Our “magic dust” is created by shining a laser at stacked layers of selected atoms such as gallium, arsenic, indium, and aluminium. The electrons in these layers absorb and emit light of a specific colour. Polaritons are ten thousand times lighter than electrons and may achieve sufficient densities to form a new state of matter known as a Bose-Einstein condensate, where the quantum phases of polaritons synchronise and create a single macroscopic quantum object that can be detected through photoluminescence measurements.
To create a potential landscape that corresponds to the function to be minimised and to force polaritons to condense at its lowest point we focused on a particular type of optimisation problem, but a type that is general enough so that any other hard problem can be related to it, namely minimisation of the XY model which is one of the most fundamental models of statistical mechanics. We have shown that we can create polaritons at vertices of an arbitrary graph: as polaritons condense, the quantum phases of polaritons arrange themselves in a configuration that corresponds to the absolute minimum of the objective function.
Utility and Preference, by Dr Michael Tehranchi
Thursday 14th November, 6pm
How do you make decisions when faced with faced with randomness? This talk will describe the Von Neumann – Morgenstern preference theory of expected utility, as well as some behavioural criticisms of its axioms.

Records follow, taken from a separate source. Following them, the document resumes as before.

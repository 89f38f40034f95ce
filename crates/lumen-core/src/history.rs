//! Watch history
//!
//! Progress from on-demand playback is kept per content item (and per
//! episode for series) so a catalog can offer "continue watching" and
//! resume from the last position. Live channels are never recorded.

use crate::player::PlayerObserver;
use crate::preferences::KeyValueStore;
use crate::types::{PlayableItem, ProgressUpdate};
use chrono::{DateTime, Utc};
use serde::{Deserialize, Serialize};
use std::collections::BTreeMap;
use std::rc::Rc;
use tracing::{trace, warn};

/// One history entry
#[derive(Debug, Clone, PartialEq, Serialize, Deserialize)]
pub struct HistoryEntry {
    pub content_id: String,
    #[serde(default, skip_serializing_if = "Option::is_none")]
    pub episode_id: Option<String>,
    pub progress_percent: f64,
    pub position_secs: f64,
    pub duration_secs: f64,
    pub last_watched: DateTime<Utc>,
}

/// History key: `content_id` or `content_id_episode_id`
pub fn history_key(content_id: &str, episode_id: Option<&str>) -> String {
    match episode_id {
        Some(episode) => format!("{content_id}_{episode}"),
        None => content_id.to_string(),
    }
}

/// Persisted watch history
#[derive(Clone)]
pub struct WatchHistory {
    store: Rc<dyn KeyValueStore>,
    key: String,
}

impl WatchHistory {
    pub fn new(store: Rc<dyn KeyValueStore>, namespace: &str) -> Self {
        Self {
            store,
            key: format!("{namespace}.history"),
        }
    }

    /// All entries by history key; unreadable data reads as empty
    pub fn entries(&self) -> BTreeMap<String, HistoryEntry> {
        let Some(raw) = self.store.get(&self.key) else {
            return BTreeMap::new();
        };
        serde_json::from_str(&raw).unwrap_or_else(|e| {
            warn!(error = %e, "Stored history unreadable, treating as empty");
            BTreeMap::new()
        })
    }

    /// Record progress for an item; live channels are skipped
    pub fn record(&self, item: &PlayableItem, progress: &ProgressUpdate) {
        if item.is_live() {
            return;
        }

        let entry = HistoryEntry {
            content_id: item.id().to_string(),
            episode_id: item.episode_id().map(str::to_string),
            progress_percent: progress.percent,
            position_secs: progress.position_secs,
            duration_secs: progress.duration_secs,
            last_watched: Utc::now(),
        };

        let mut entries = self.entries();
        entries.insert(history_key(item.id(), item.episode_id()), entry);

        let result = serde_json::to_string(&entries)
            .map_err(crate::Error::from)
            .and_then(|json| self.store.set(&self.key, &json));
        match result {
            Ok(()) => trace!(item = %item.id(), percent = progress.percent, "History updated"),
            Err(e) => warn!(item = %item.id(), error = %e, "Failed to persist history"),
        }
    }

    pub fn entry(&self, item: &PlayableItem) -> Option<HistoryEntry> {
        self.entries()
            .remove(&history_key(item.id(), item.episode_id()))
    }

    /// Position to resume `item` from, zero when never watched
    pub fn resume_position(&self, item: &PlayableItem) -> f64 {
        if item.is_live() {
            return 0.0;
        }
        self.entry(item).map(|e| e.position_secs).unwrap_or(0.0)
    }

    /// Entries ordered by most recently watched first
    pub fn continue_watching(&self) -> Vec<HistoryEntry> {
        let mut entries: Vec<_> = self.entries().into_values().collect();
        entries.sort_by(|a, b| b.last_watched.cmp(&a.last_watched));
        entries
    }

    pub fn clear(&self) -> crate::Result<()> {
        self.store.remove(&self.key)
    }
}

impl PlayerObserver for WatchHistory {
    fn on_progress(&self, item: &PlayableItem, progress: &ProgressUpdate) {
        self.record(item, progress);
    }
}

#[cfg(test)]
mod tests {
    use super::*;
    use crate::preferences::MemoryStore;
    use crate::types::{ChannelItem, Episode, VideoItem};

    fn history() -> (Rc<MemoryStore>, WatchHistory) {
        let store = Rc::new(MemoryStore::new());
        (store.clone(), WatchHistory::new(store, "lumen"))
    }

    fn progress(position: f64, duration: f64) -> ProgressUpdate {
        ProgressUpdate {
            position_secs: position,
            duration_secs: duration,
            percent: position / duration * 100.0,
        }
    }

    #[test]
    fn test_records_and_resumes() {
        let (_, history) = history();
        let movie: PlayableItem = VideoItem::movie("m1", "Film", "https://x/f.mp4").into();
        history.record(&movie, &progress(150.0, 600.0));

        assert_eq!(history.resume_position(&movie), 150.0);
        let entry = history.entry(&movie).unwrap();
        assert_eq!(entry.progress_percent, 25.0);
        assert_eq!(entry.episode_id, None);
    }

    #[test]
    fn test_channels_are_not_recorded() {
        let (store, history) = history();
        let channel: PlayableItem = ChannelItem::new("c1", "News", "https://x/live.m3u8").into();
        history.on_progress(&channel, &progress(10.0, 100.0));
        assert!(store.is_empty());
    }

    #[test]
    fn test_episode_keyed_separately() {
        let (_, history) = history();
        let episodes = vec![
            Episode {
                id: "e1".into(),
                title: "One".into(),
                description: String::new(),
                source_url: "https://x/e1.mp4".into(),
                subtitles: Vec::new(),
            },
            Episode {
                id: "e2".into(),
                title: "Two".into(),
                description: String::new(),
                source_url: "https://x/e2.mp4".into(),
                subtitles: Vec::new(),
            },
        ];
        let series = VideoItem::series("s1", "Show", episodes);
        let second = series.on_episode(&series.episodes[1]);

        history.record(&series.clone().into(), &progress(100.0, 1000.0));
        history.record(&second.into(), &progress(50.0, 1000.0));

        let keys: Vec<_> = history.entries().into_keys().collect();
        assert_eq!(keys, vec!["s1_e1".to_string(), "s1_e2".to_string()]);
        assert_eq!(history.continue_watching().len(), 2);
    }

    #[test]
    fn test_continue_watching_newest_first() {
        let (store, history) = history();
        store
            .set(
                "lumen.history",
                r#"{
                    "a": {"content_id":"a","progress_percent":10,"position_secs":6,"duration_secs":60,"last_watched":"2026-03-01T10:00:00Z"},
                    "b": {"content_id":"b","progress_percent":50,"position_secs":30,"duration_secs":60,"last_watched":"2026-03-02T10:00:00Z"}
                }"#,
            )
            .unwrap();
        let ids: Vec<_> = history
            .continue_watching()
            .into_iter()
            .map(|e| e.content_id)
            .collect();
        assert_eq!(ids, vec!["b".to_string(), "a".to_string()]);
    }

    #[test]
    fn test_corrupt_history_reads_empty() {
        let (store, history) = history();
        store.set("lumen.history", "not json").unwrap();
        assert!(history.entries().is_empty());
        assert!(history.continue_watching().is_empty());
    }
}
//! In-memory fakes for the host seams
//!
//! Every fake is a cheap handle over shared state: clone it, hand one copy
//! to the player, keep the other to drive and inspect.

use crate::media::{AdaptiveSession, EngineFactory, MediaSink, PresentationSurface, TextTrackMode};
use crate::types::{quality_name, QualityLevel, QualitySelection, SubtitleTrack};
use crate::{Error, Result};
use std::cell::RefCell;
use std::rc::Rc;

// =============================================================================
// Media sink
// =============================================================================

/// Calls recorded by [`FakeMediaSink`]
#[derive(Debug, Clone, PartialEq)]
pub enum MediaEvent {
    Load(String),
    Clear,
    Play,
    Pause,
    Seek(f64),
    Rate(f64),
    Volume(f64),
    Muted(bool),
    Tracks(usize),
}

#[derive(Debug)]
pub struct FakeMediaState {
    pub events: Vec<MediaEvent>,
    pub source: Option<String>,
    pub position: f64,
    pub duration: f64,
    pub playing: bool,
    pub muted: bool,
    pub volume: f64,
    pub rate: f64,
    pub tracks: Vec<SubtitleTrack>,
    pub modes: Vec<TextTrackMode>,
    pub reject_play: bool,
}

impl Default for FakeMediaState {
    fn default() -> Self {
        Self {
            events: Vec::new(),
            source: None,
            position: 0.0,
            duration: f64::NAN,
            playing: false,
            muted: false,
            volume: 1.0,
            rate: 1.0,
            tracks: Vec::new(),
            modes: Vec::new(),
            reject_play: false,
        }
    }
}

/// Media element stand-in
#[derive(Debug, Clone, Default)]
pub struct FakeMediaSink {
    state: Rc<RefCell<FakeMediaState>>,
}

impl FakeMediaSink {
    pub fn new() -> Self {
        Self::default()
    }

    /// Make `play` fail as an autoplay policy would
    pub fn reject_play(&self, reject: bool) {
        self.state.borrow_mut().reject_play = reject;
    }

    /// Simulate the element advancing
    pub fn set_position(&self, position: f64) {
        self.state.borrow_mut().position = position;
    }

    pub fn set_duration(&self, duration: f64) {
        self.state.borrow_mut().duration = duration;
    }

    pub fn events(&self) -> Vec<MediaEvent> {
        self.state.borrow().events.clone()
    }

    pub fn clear_events(&self) {
        self.state.borrow_mut().events.clear();
    }

    pub fn source(&self) -> Option<String> {
        self.state.borrow().source.clone()
    }

    pub fn track_modes(&self) -> Vec<TextTrackMode> {
        self.state.borrow().modes.clone()
    }

    pub fn is_playing(&self) -> bool {
        self.state.borrow().playing
    }

    pub fn is_muted(&self) -> bool {
        self.state.borrow().muted
    }

    pub fn rate(&self) -> f64 {
        self.state.borrow().rate
    }

    pub fn volume(&self) -> f64 {
        self.state.borrow().volume
    }

    fn record(&self, event: MediaEvent) {
        self.state.borrow_mut().events.push(event);
    }
}

impl MediaSink for FakeMediaSink {
    fn load_source(&mut self, url: &str) {
        let mut state = self.state.borrow_mut();
        state.source = Some(url.to_string());
        state.position = 0.0;
        state.events.push(MediaEvent::Load(url.to_string()));
    }

    fn clear_source(&mut self) {
        let mut state = self.state.borrow_mut();
        state.source = None;
        state.playing = false;
        state.tracks.clear();
        state.modes.clear();
        state.events.push(MediaEvent::Clear);
    }

    fn play(&mut self) -> Result<()> {
        let mut state = self.state.borrow_mut();
        if state.reject_play {
            return Err(Error::PlaybackRejected("autoplay blocked".to_string()));
        }
        state.playing = true;
        state.events.push(MediaEvent::Play);
        Ok(())
    }

    fn pause(&mut self) {
        self.state.borrow_mut().playing = false;
        self.record(MediaEvent::Pause);
    }

    fn seek(&mut self, position_secs: f64) {
        self.state.borrow_mut().position = position_secs;
        self.record(MediaEvent::Seek(position_secs));
    }

    fn set_rate(&mut self, rate: f64) {
        self.state.borrow_mut().rate = rate;
        self.record(MediaEvent::Rate(rate));
    }

    fn set_volume(&mut self, volume: f64) {
        self.state.borrow_mut().volume = volume;
        self.record(MediaEvent::Volume(volume));
    }

    fn set_muted(&mut self, muted: bool) {
        self.state.borrow_mut().muted = muted;
        self.record(MediaEvent::Muted(muted));
    }

    fn current_time(&self) -> f64 {
        self.state.borrow().position
    }

    fn duration(&self) -> f64 {
        self.state.borrow().duration
    }

    fn set_text_tracks(&mut self, tracks: &[SubtitleTrack]) {
        let mut state = self.state.borrow_mut();
        state.tracks = tracks.to_vec();
        state.modes = vec![TextTrackMode::Hidden; tracks.len()];
        state.events.push(MediaEvent::Tracks(tracks.len()));
    }

    fn text_track_count(&self) -> usize {
        self.state.borrow().tracks.len()
    }

    fn set_text_track_mode(&mut self, index: usize, mode: TextTrackMode) {
        if let Some(slot) = self.state.borrow_mut().modes.get_mut(index) {
            *slot = mode;
        }
    }
}

// =============================================================================
// Adaptive engine
// =============================================================================

#[derive(Debug, Default)]
pub struct EngineStats {
    /// Sessions created
    pub created: usize,
    /// Sessions currently attached to the media element
    pub attached: usize,
    /// High-water mark of `attached`
    pub max_attached: usize,
    pub loaded: Vec<String>,
    pub selections: Vec<QualitySelection>,
    pub fail_load: bool,
    pub levels: Vec<QualityLevel>,
}

/// Engine factory that counts attached sessions
#[derive(Debug, Clone, Default)]
pub struct FakeEngineFactory {
    stats: Rc<RefCell<EngineStats>>,
}

impl FakeEngineFactory {
    pub fn new() -> Self {
        Self::default()
    }

    /// Advertise levels at the given heights on every session
    pub fn with_heights(self, heights: &[u32]) -> Self {
        self.stats.borrow_mut().levels = heights
            .iter()
            .enumerate()
            .map(|(index, &height)| QualityLevel {
                index,
                label: quality_name(height).to_string(),
                bandwidth: u64::from(height) * 2_000,
                height: Some(height),
            })
            .collect();
        self
    }

    pub fn fail_loads(&self, fail: bool) {
        self.stats.borrow_mut().fail_load = fail;
    }

    pub fn attached(&self) -> usize {
        self.stats.borrow().attached
    }

    pub fn max_attached(&self) -> usize {
        self.stats.borrow().max_attached
    }

    pub fn created(&self) -> usize {
        self.stats.borrow().created
    }

    pub fn loaded(&self) -> Vec<String> {
        self.stats.borrow().loaded.clone()
    }

    pub fn selections(&self) -> Vec<QualitySelection> {
        self.stats.borrow().selections.clone()
    }
}

impl EngineFactory for FakeEngineFactory {
    fn create(&self) -> Box<dyn AdaptiveSession> {
        self.stats.borrow_mut().created += 1;
        Box::new(FakeSession {
            stats: Rc::clone(&self.stats),
            attached: false,
        })
    }
}

struct FakeSession {
    stats: Rc<RefCell<EngineStats>>,
    attached: bool,
}

impl AdaptiveSession for FakeSession {
    fn load(&mut self, manifest_url: &str) -> Result<()> {
        let mut stats = self.stats.borrow_mut();
        if stats.fail_load {
            return Err(Error::EngineLoad {
                url: manifest_url.to_string(),
                reason: "fake failure".to_string(),
            });
        }
        stats.loaded.push(manifest_url.to_string());
        if !self.attached {
            self.attached = true;
            stats.attached += 1;
            stats.max_attached = stats.max_attached.max(stats.attached);
        }
        Ok(())
    }

    fn levels(&self) -> Vec<QualityLevel> {
        self.stats.borrow().levels.clone()
    }

    fn select_level(&mut self, selection: QualitySelection) {
        self.stats.borrow_mut().selections.push(selection);
    }

    fn destroy(&mut self) {
        if self.attached {
            self.attached = false;
            self.stats.borrow_mut().attached -= 1;
        }
    }
}

// =============================================================================
// Presentation surface
// =============================================================================

#[derive(Debug, Default)]
pub struct SurfaceState {
    pub fullscreen: bool,
    pub picture_in_picture: bool,
    pub landscape_locked: bool,
    pub reject_picture_in_picture: bool,
    pub reject_orientation: bool,
}

/// Presentation surface stand-in
#[derive(Debug, Clone, Default)]
pub struct FakeSurface {
    state: Rc<RefCell<SurfaceState>>,
}

impl FakeSurface {
    pub fn new() -> Self {
        Self::default()
    }

    pub fn reject_picture_in_picture(&self, reject: bool) {
        self.state.borrow_mut().reject_picture_in_picture = reject;
    }

    pub fn reject_orientation(&self, reject: bool) {
        self.state.borrow_mut().reject_orientation = reject;
    }

    pub fn landscape_locked(&self) -> bool {
        self.state.borrow().landscape_locked
    }
}

impl PresentationSurface for FakeSurface {
    fn is_fullscreen(&self) -> bool {
        self.state.borrow().fullscreen
    }

    fn request_fullscreen(&mut self) -> Result<()> {
        self.state.borrow_mut().fullscreen = true;
        Ok(())
    }

    fn exit_fullscreen(&mut self) -> Result<()> {
        let mut state = self.state.borrow_mut();
        state.fullscreen = false;
        state.landscape_locked = false;
        Ok(())
    }

    fn lock_landscape(&mut self) -> Result<()> {
        let mut state = self.state.borrow_mut();
        if state.reject_orientation {
            return Err(Error::capability("orientation lock", "not supported"));
        }
        state.landscape_locked = true;
        Ok(())
    }

    fn is_picture_in_picture(&self) -> bool {
        self.state.borrow().picture_in_picture
    }

    fn request_picture_in_picture(&mut self) -> Result<()> {
        let mut state = self.state.borrow_mut();
        if state.reject_picture_in_picture {
            return Err(Error::capability("Picture-in-Picture", "request denied"));
        }
        state.picture_in_picture = true;
        Ok(())
    }

    fn exit_picture_in_picture(&mut self) -> Result<()> {
        self.state.borrow_mut().picture_in_picture = false;
        Ok(())
    }
}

We will also discuss the structural consequences of this expected utility theory to models of financial markets.
Knots, Graphs, and Polynomials, by Dr Jacob Rasmussen
Wednesday 17th October, 6pm
To a mathematician, a knot is a smooth injective map from the circle into 3- dimensional space. (Think of a knot tied in a piece of string, but with the ends of the string taped together.) Two knots are the same if we can smoothly deform one into the other without the knot crossing through itself. I’ll explain how to tell different knots apart using elementary algebra and describe some relations between knots and the theory of planar graphs.